Environmental Protection Act 1990
Designate Japanese knotweed as controlled waste – this means you have to have a licence to remove it from the site.
Wildlife and Countryside Act 1981
“If any person plants or otherwise cause to grow in the wild any (Japanese knotweed), he shall be guilty of an offence.”
Anti-social Behaviour, Crime and Policing Act 2014
Failure to control a plant that is having a detrimental effect on the quality of life in the locality can result in a fine in the region of £2,500 for the general public and £20,000 for companies as well as up to 6 months prison term.
Do I have to declare Japanese knotweed on my property?

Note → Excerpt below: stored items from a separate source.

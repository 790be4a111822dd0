//! Configuration error types.

/// Result type alias for config operations.
pub type Result<T> = std::result::Result<T, ConfigError>;

/// Errors that can occur during configuration loading.
#[derive(Debug, thiserror::Error)]
pub enum ConfigError {
    /// Failed to read a config file.
    #[error("failed to read config file '{path}': {source}")]
    ReadFile {
        path: String,
        source: std::io::Error,
    },

    /// Failed to parse TOML.
    #[error("failed to parse config: {0}")]
    Parse(#[from] toml::de::Error),

    /// Failed to serialize config.
    #[error("failed to serialize config: {0}")]
    Serialize(#[from] toml::ser::Error),

    /// A value is present but out of range.
    #[error("invalid value for '{field}': {reason}")]
    Invalid { field: String, reason: String },
}

/// Errors raised while resolving `${NAME}` placeholders.
#[derive(Debug, Clone, PartialEq, Eq, thiserror::Error)]
pub enum VariableError {
    /// The placeholder names a variable that is not defined and has no default.
    #[error("variable '{name}' is not defined (referenced in '{text}')")]
    Undefined { name: String, text: String },

    /// A `${` without its closing brace, or an empty name.
    #[error("malformed variable reference in '{0}'")]
    Malformed(String),
}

It is not illegal to have Japanese knotweed on your land and neither is Japanese knotweed a notifiable weed, so you do not have to inform the authorities of its presence. You only need to declare Japanese knotweed on your property when you intend to sell and need to be honest with the intended buyers.

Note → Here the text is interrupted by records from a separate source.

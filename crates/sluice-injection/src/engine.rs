//! Applying metadata rows to an [`Injectable`] target.

use sluice_types::{Row, RowMeta, Value};
use tracing::debug;

use crate::catalog::{Injectable, InjectionCatalog, InjectionKey};
use crate::error::{InjectionError, Result};

/// Largest number of entries a group is grown to.
pub const MAX_GROUP_LEN: usize = 1 << 16;

/// Set one field. `index` selects the group entry for grouped keys and is
/// ignored for plain keys. The group grows to `index + 1` entries if needed,
/// up to [`MAX_GROUP_LEN`].
pub fn inject<T: Injectable>(target: &mut T, key: &str, index: usize, value: Value) -> Result<()> {
    let catalog = T::catalog();
    apply(&catalog, target, key, index, value)
}

/// Apply rows of key/value pairs: row `i` feeds entry `i` of every group it
/// touches. Plain keys are applied in row order, so the last row wins.
pub fn inject_rows<T, R, K>(target: &mut T, rows: impl IntoIterator<Item = R>) -> Result<()>
where
    T: Injectable,
    R: IntoIterator<Item = (K, Value)>,
    K: AsRef<str>,
{
    let catalog = T::catalog();
    for (index, row) in rows.into_iter().enumerate() {
        for (key, value) in row {
            apply(&catalog, target, key.as_ref(), index, value)?;
        }
    }
    Ok(())
}

/// Apply tabular metadata: each column name is a key, row `i` feeds group entry `i`.
pub fn inject_from_row_meta<T: Injectable>(
    target: &mut T,
    row_meta: &RowMeta,
    rows: &[Row],
) -> Result<()> {
    let catalog = T::catalog();

    // Reject unknown columns before touching the target.
    for name in row_meta.field_names() {
        if catalog.find_key(name).is_none() {
            return Err(InjectionError::NoSuchField(name.to_string()));
        }
    }

    for (index, row) in rows.iter().enumerate() {
        if row.len() != row_meta.len() {
            return Err(InjectionError::RowShape {
                row: index,
                expected: row_meta.len(),
                actual: row.len(),
            });
        }
        for (meta, value) in row_meta.fields().iter().zip(row.values()) {
            apply(&catalog, target, &meta.name, index, value.clone())?;
        }
    }
    Ok(())
}

/// Read the current value of a field, `None` if the group entry does not exist.
pub fn extract<T: Injectable>(target: &T, key: &str, index: usize) -> Result<Option<Value>> {
    let catalog = T::catalog();
    let key = lookup(&catalog, key)?;
    let index = if key.group.is_some() { index } else { 0 };
    Ok((key.getter)(target, index))
}

fn lookup<'c, T>(catalog: &'c InjectionCatalog<T>, key: &str) -> Result<&'c InjectionKey<T>> {
    catalog
        .find_key(key)
        .ok_or_else(|| InjectionError::NoSuchField(key.to_string()))
}

fn apply<T>(
    catalog: &InjectionCatalog<T>,
    target: &mut T,
    key: &str,
    index: usize,
    value: Value,
) -> Result<()> {
    let field = lookup(catalog, key)?;

    let coerced = value
        .convert(field.value_type)
        .map_err(|_| InjectionError::TypeMismatch {
            field: field.name.to_string(),
            value: value.to_string(),
            expected: field.value_type.to_string(),
        })?;

    let index = match field.group {
        Some(group_name) => {
            let group = catalog
                .find_group(group_name)
                .ok_or_else(|| InjectionError::UnknownGroup {
                    field: field.name.to_string(),
                    group: group_name.to_string(),
                })?;
            if (group.len)(target) <= index {
                let size = index
                    .checked_add(1)
                    .filter(|size| *size <= MAX_GROUP_LEN)
                    .ok_or_else(|| InjectionError::IndexOutOfRange {
                        field: field.name.to_string(),
                        index,
                        limit: MAX_GROUP_LEN,
                    })?;
                debug!(group = group_name, size, "growing injection group");
                (group.grow)(target, size);
            }
            index
        }
        None => 0,
    };

    debug!(key = field.name, index, "injecting metadata value");
    (field.setter)(target, index, coerced);
    Ok(())
}

#[cfg(test)]
mod tests {
    use super::*;
    use sluice_types::{ValueMeta, ValueType};

    #[derive(Debug, Default)]
    struct SplitMeta {
        limit: i64,
        strict: bool,
        parts: Vec<Part>,
    }

    #[derive(Debug, Default, Clone, PartialEq)]
    struct Part {
        name: String,
        value: String,
        norm: String,
    }

    fn text(value: Value) -> String {
        value.to_string()
    }

    impl Injectable for SplitMeta {
        fn catalog() -> InjectionCatalog<Self> {
            InjectionCatalog::<Self>::new()
                .key(
                    "LIMIT",
                    ValueType::Integer,
                    |m, _, v| m.limit = v.as_i64().unwrap_or_default(),
                    |m, _| Some(Value::Integer(m.limit)),
                )
                .key(
                    "STRICT",
                    ValueType::Boolean,
                    |m, _, v| m.strict = v.as_bool().unwrap_or_default(),
                    |m, _| Some(Value::Boolean(m.strict)),
                )
                .group(
                    "PARTS",
                    |m| m.parts.len(),
                    |m, n| m.parts.resize_with(n, Part::default),
                )
                .group_key(
                    "PARTS",
                    "NAME",
                    ValueType::String,
                    |m, i, v| {
                        if let Some(p) = m.parts.get_mut(i) {
                            p.name = text(v);
                        }
                    },
                    |m, i| m.parts.get(i).map(|p| Value::from(p.name.as_str())),
                )
                .group_key(
                    "PARTS",
                    "VALUE",
                    ValueType::String,
                    |m, i, v| {
                        if let Some(p) = m.parts.get_mut(i) {
                            p.value = text(v);
                        }
                    },
                    |m, i| m.parts.get(i).map(|p| Value::from(p.value.as_str())),
                )
                .group_key(
                    "PARTS",
                    "NORMALISED",
                    ValueType::String,
                    |m, i, v| {
                        if let Some(p) = m.parts.get_mut(i) {
                            p.norm = text(v);
                        }
                    },
                    |m, i| m.parts.get(i).map(|p| Value::from(p.norm.as_str())),
                )
        }
    }

    #[test]
    fn test_inject_into_empty_group_grows_it() {
        let mut meta = SplitMeta::default();
        inject(&mut meta, "NAME", 0, "a".into()).unwrap();
        inject(&mut meta, "VALUE", 0, "b".into()).unwrap();
        inject(&mut meta, "NORMALISED", 0, "n".into()).unwrap();

        assert_eq!(meta.parts.len(), 1);
        assert_eq!(
            meta.parts[0],
            Part {
                name: "a".into(),
                value: "b".into(),
                norm: "n".into()
            }
        );
    }

    #[test]
    fn test_inject_sparse_index_fills_gap() {
        let mut meta = SplitMeta::default();
        inject(&mut meta, "NAME", 2, "third".into()).unwrap();
        assert_eq!(meta.parts.len(), 3);
        assert_eq!(meta.parts[2].name, "third");
        assert_eq!(meta.parts[0], Part::default());
    }

    #[test]
    fn test_group_is_never_truncated() {
        let mut meta = SplitMeta {
            parts: vec![Part::default(); 4],
            ..Default::default()
        };
        inject(&mut meta, "VALUE", 1, "x".into()).unwrap();
        assert_eq!(meta.parts.len(), 4);
        assert_eq!(meta.parts[1].value, "x");
    }

    #[test]
    fn test_index_past_group_limit_is_rejected() {
        let mut meta = SplitMeta::default();
        for index in [usize::MAX, MAX_GROUP_LEN] {
            let err = inject(&mut meta, "NAME", index, "a".into()).unwrap_err();
            assert!(matches!(
                err,
                InjectionError::IndexOutOfRange { ref field, index: i, .. } if field == "NAME" && i == index
            ));
        }
        assert!(meta.parts.is_empty());

        inject(&mut meta, "NAME", MAX_GROUP_LEN - 1, "last".into()).unwrap();
        assert_eq!(meta.parts.len(), MAX_GROUP_LEN);
    }

    #[test]
    fn test_plain_key_coerces_string() {
        let mut meta = SplitMeta::default();
        inject(&mut meta, "LIMIT", 0, "1440".into()).unwrap();
        inject(&mut meta, "STRICT", 0, "Y".into()).unwrap();
        assert_eq!(meta.limit, 1440);
        assert!(meta.strict);
    }

    #[test]
    fn test_unknown_key() {
        let mut meta = SplitMeta::default();
        let err = inject(&mut meta, "BOGUS", 0, "1".into()).unwrap_err();
        assert_eq!(err, InjectionError::NoSuchField("BOGUS".into()));
    }

    #[test]
    fn test_type_mismatch_names_field_and_value() {
        let mut meta = SplitMeta::default();
        let err = inject(&mut meta, "LIMIT", 0, "lots".into()).unwrap_err();
        match err {
            InjectionError::TypeMismatch { field, value, .. } => {
                assert_eq!(field, "LIMIT");
                assert_eq!(value, "lots");
            }
            other => panic!("unexpected error: {other:?}"),
        }
        assert_eq!(meta.limit, 0);
    }

    #[test]
    fn test_inject_rows_indexes_by_row() {
        let mut meta = SplitMeta::default();
        inject_rows(
            &mut meta,
            [
                vec![("NAME", Value::from("pr_sl")), ("VALUE", Value::from("Product1"))],
                vec![("NAME", Value::from("pr_sh")), ("VALUE", Value::from("Product2"))],
            ],
        )
        .unwrap();

        assert_eq!(meta.parts.len(), 2);
        assert_eq!(meta.parts[1].name, "pr_sh");
        assert_eq!(meta.parts[1].value, "Product2");
    }

    #[test]
    fn test_inject_from_row_meta() {
        let row_meta = RowMeta::from_fields([
            ValueMeta::new("NAME", ValueType::String),
            ValueMeta::new("NORMALISED", ValueType::String),
        ])
        .unwrap();
        let rows = vec![
            Row::new(vec!["pr_sl".into(), "sales".into()]),
            Row::new(vec!["pr_sh".into(), "ships".into()]),
        ];

        let mut meta = SplitMeta::default();
        inject_from_row_meta(&mut meta, &row_meta, &rows).unwrap();
        assert_eq!(meta.parts[0].norm, "sales");
        assert_eq!(meta.parts[1].name, "pr_sh");
    }

    #[test]
    fn test_inject_from_row_meta_rejects_unknown_column_untouched() {
        let row_meta = RowMeta::from_fields([
            ValueMeta::new("NAME", ValueType::String),
            ValueMeta::new("COLOUR", ValueType::String),
        ])
        .unwrap();
        let rows = vec![Row::new(vec!["a".into(), "red".into()])];

        let mut meta = SplitMeta::default();
        let err = inject_from_row_meta(&mut meta, &row_meta, &rows).unwrap_err();
        assert!(matches!(err, InjectionError::NoSuchField(ref k) if k == "COLOUR"));
        assert!(meta.parts.is_empty());
    }

    #[test]
    fn test_extract() {
        let mut meta = SplitMeta::default();
        inject(&mut meta, "NAME", 0, "a".into()).unwrap();
        assert_eq!(extract(&meta, "NAME", 0).unwrap(), Some(Value::from("a")));
        assert_eq!(extract(&meta, "NAME", 5).unwrap(), None);
        assert_eq!(extract(&meta, "LIMIT", 9).unwrap(), Some(Value::Integer(0)));
        assert!(extract(&meta, "NOPE", 0).is_err());
    }
}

If you have Japanese knotweed growing on your property, you may be wondering whether you need to declare it. The answer is yes.
Under UK law, Japanese knotweed is classified as a “controlled waste” due to its highly invasive nature and potential to cause damage to buildings, roads, and other structures.

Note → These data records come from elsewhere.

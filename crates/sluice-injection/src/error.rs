//! Injection error types.

use thiserror::Error;

/// Result type alias for injection operations.
pub type Result<T> = std::result::Result<T, InjectionError>;

#[derive(Debug, Clone, PartialEq, Error)]
pub enum InjectionError {
    /// The key is not declared in the target's catalog.
    #[error("no such injectable field: {0}")]
    NoSuchField(String),

    /// The supplied value could not be coerced to the field's declared type.
    #[error("type mismatch for field '{field}': cannot use '{value}' as {expected}")]
    TypeMismatch {
        field: String,
        value: String,
        expected: String,
    },

    /// A key refers to a group the catalog does not declare.
    #[error("field '{field}' refers to undeclared group '{group}'")]
    UnknownGroup { field: String, group: String },

    /// A group index past the largest group the engine will grow to.
    #[error("index {index} for field '{field}' exceeds the group limit of {limit} entries")]
    IndexOutOfRange {
        field: String,
        index: usize,
        limit: usize,
    },

    /// A metadata row does not line up with its row meta.
    #[error("metadata row {row} has {actual} values but the row meta declares {expected}")]
    RowShape {
        row: usize,
        expected: usize,
        actual: usize,
    },
}
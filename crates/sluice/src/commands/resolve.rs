//! Resolve command - placeholder substitution against the variable scope.

use anyhow::{Context as _, Result};
use clap::Args;

use super::{Context, parse_var};

/// Arguments for the resolve command.
#[derive(Args, Debug)]
pub struct ResolveArgs {
    /// Text containing ${NAME} or ${NAME:-default} placeholders
    pub text: String,

    /// Set a variable (repeatable)
    #[arg(long = "var", value_name = "NAME=VALUE", value_parser = parse_var)]
    pub vars: Vec<(String, String)>,

    /// Leave unknown placeholders as they are instead of failing
    #[arg(long)]
    pub lenient: bool,
}

/// Run the resolve command.
pub async fn run(args: ResolveArgs, ctx: &Context) -> Result<()> {
    let variables = ctx.variables(&args.vars);
    let resolved = if args.lenient {
        variables.substitute(&args.text)
    } else {
        variables
            .resolve(&args.text)
            .with_context(|| format!("cannot resolve '{}'", args.text))?
    };

    if ctx.json_output {
        let output = serde_json::json!({
            "text": args.text,
            "resolved": resolved,
        });
        println!("{}", serde_json::to_string_pretty(&output)?);
    } else {
        println!("{}", resolved);
    }
    Ok(())
}
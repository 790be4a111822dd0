//! Lifecycle states shared by transforms, pipelines and workflows.

use std::fmt;

use serde::{Deserialize, Serialize};

/// `Created → Initialized → Running → {Finished | Stopped | Failed}`.
#[derive(Debug, Clone, Copy, PartialEq, Eq, Hash, Default, Serialize, Deserialize)]
#[serde(rename_all = "snake_case")]
pub enum Status {
    #[default]
    Created,
    Initialized,
    Running,
    Finished,
    Stopped,
    Failed,
}

impl Status {
    pub fn is_terminal(&self) -> bool {
        matches!(self, Status::Finished | Status::Stopped | Status::Failed)
    }

    pub fn as_str(&self) -> &'static str {
        match self {
            Status::Created => "CREATED",
            Status::Initialized => "INITIALIZED",
            Status::Running => "RUNNING",
            Status::Finished => "FINISHED",
            Status::Stopped => "STOPPED",
            Status::Failed => "FAILED",
        }
    }

    /// Combine terminal states: any failure wins, then any stop, else finished.
    pub fn aggregate(statuses: impl IntoIterator<Item = Status>) -> Status {
        let mut result = Status::Finished;
        for status in statuses {
            match status {
                Status::Failed => return Status::Failed,
                Status::Stopped => result = Status::Stopped,
                _ => {}
            }
        }
        result
    }
}

impl fmt::Display for Status {
    fn fmt(&self, f: &mut fmt::Formatter<'_>) -> fmt::Result {
        f.write_str(self.as_str())
    }
}

#[cfg(test)]
mod tests {
    use super::*;

    #[test]
    fn test_terminal_states() {
        assert!(!Status::Created.is_terminal());
        assert!(!Status::Running.is_terminal());
        assert!(Status::Finished.is_terminal());
        assert!(Status::Stopped.is_terminal());
        assert!(Status::Failed.is_terminal());
    }

    #[test]
    fn test_aggregate() {
        use Status::*;
        assert_eq!(Status::aggregate([Finished, Finished]), Finished);
        assert_eq!(Status::aggregate([Finished, Stopped]), Stopped);
        assert_eq!(Status::aggregate([Stopped, Failed, Finished]), Failed);
        assert_eq!(Status::aggregate([]), Finished);
    }
}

Therefore, if you are aware of the presence of Japanese knotweed on your property, you must declare it to any potential buyers or tenants before entering into a sale or rental agreement. Failure to disclose this information could result in legal action, including fines and compensation claims.
It is essential to seek professional advice from a qualified surveyor or specialist contractor if you suspect the presence of Japanese knotweed on your property to ensure that it is appropriately managed and controlled.
Japanese knotweed is classed as a controlled plant under the Wildlife and Countryside Act 1981 section 114 (2) (WCA 1981). It is not illegal to have Japanese knotweed on your property, but it is against the law to cause or allow the plant to spread in the wild.
UK Law, Japanese knotweed and selling your property
When selling your property, you will be required to fill out a TA6 form. This form will be included in the pack that your solicitor will pass over to the purchaser. Within the TA6 form, there is a specific question with regard to Japanese knotweed.
The guidance states, “The seller should state whether the property is affected by Japanese knotweed. If you are unsure that Japanese knotweed exists above or below ground or whether it has been previously managed on the property, please indicate ‘Not known’.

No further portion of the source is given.